First Seal Pups of the Season are Rescued in Scotland

Wednesday, July 8, 2009
Uckfield, East Sussex, UK
The first rescued seal pups of the season have been brought in to a seal rehabilitation unit near John O'Groats in the far north of Scotland.

The first pup was found on a busy beach near a caravan park in the Dornoch Firth. A marine mammal medic from British Divers Marine Life Rescue (BDMLR – www.bdmlr.org.uk ) responded to a call from the coastguard and went out to check on her and he was soon joined by an SSPCA officer. After sending images by mobile phone to the seal hospital to assess her condition it was agreed that she should be brought in.

The pup was driven two hours north to the seal unit where a pen had already been prepared for her. On arrival she was weighed at 8 kilos and put in a pen to cool down as it had been a very warm trip.

The initial vet check revealed that the pup was a female common or harbor seal of about two days old bearing signs that the umbilical cord had only recently been detached. She had no obvious injuries but was slightly dehydrated and her stomach was empty. Her teeth were just starting to come through at the front of her mouth.

The pup has been christened Freddy after Fred O’Regan, CEO of the International Fund for Animal Welfare
(IFAW– www.ifaw.org ). The group has contributed generously to the setting up and running costs of the seal rehabilitation unit.
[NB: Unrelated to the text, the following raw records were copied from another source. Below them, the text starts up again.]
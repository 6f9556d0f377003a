use std::io;
use std::net::SocketAddr;
use std::time::Duration;

use async_stream::stream;
use futures_util::Stream;
use tokio::net::{TcpListener, TcpStream};
use tracing::{debug, error};

const ACCEPT_ERROR_BACKOFF: Duration = Duration::from_millis(100);

/// Turn a listener into a stream of accepted connections for the RPC server.
///
/// Accept errors are logged and skipped so one bad accept never takes the
/// listener down.
pub fn tcp_accept_stream(listener: TcpListener) -> impl Stream<Item = Result<TcpStream, io::Error>> {
    stream! {
        loop {
            let (stream, addr): (TcpStream, SocketAddr) = match listener.accept().await {
                Ok(pair) => pair,
                Err(e) => {
                    error!(error = %e, "TCP accept error");
                    tokio::time::sleep(ACCEPT_ERROR_BACKOFF).await;
                    continue;
                }
            };

            if let Err(e) = stream.set_nodelay(true) {
                debug!(remote = %addr, error = %e, "Failed to set TCP_NODELAY");
            }
            debug!(remote = %addr, "Accepted connection");
            yield Ok(stream);
        }
    }
}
Alan Knight, Chairman of BDMLR, said: “This little seal is likely to be the first of a number of stranded or abandoned pups that need our help in the coming weeks and months. If it wasn’t for IFAW’s support for the rehabilitation unit, we wouldn’t be able to rescue these animals in distress and give them the care they need before returning them to the wild.”

There has been a sharp decline in the number of harbor seals around the British coastline. Between 2000 and 2007 the number found around the coast of Scotland and England declined by 56 per cent from 36,345 to 23,277.

The decline gives serious cause for concern: the harbor seal is protected under the EU Habitats directive and Scotland and the UK has a special responsibility to protect it. As one of the UK’s most popular marine mammals, the harbor seal is a great tourist attraction – a source of revenue that parts of Scotland are depending on more and more.

A second pup was brought into the unit on the same day that Freddy was admitted. It was also a female a few days older but much thinner and suffering from an eye infection. Once the blood test and the eye infection are clear both pups will be put together in one pen which will assist with their mental and physical development.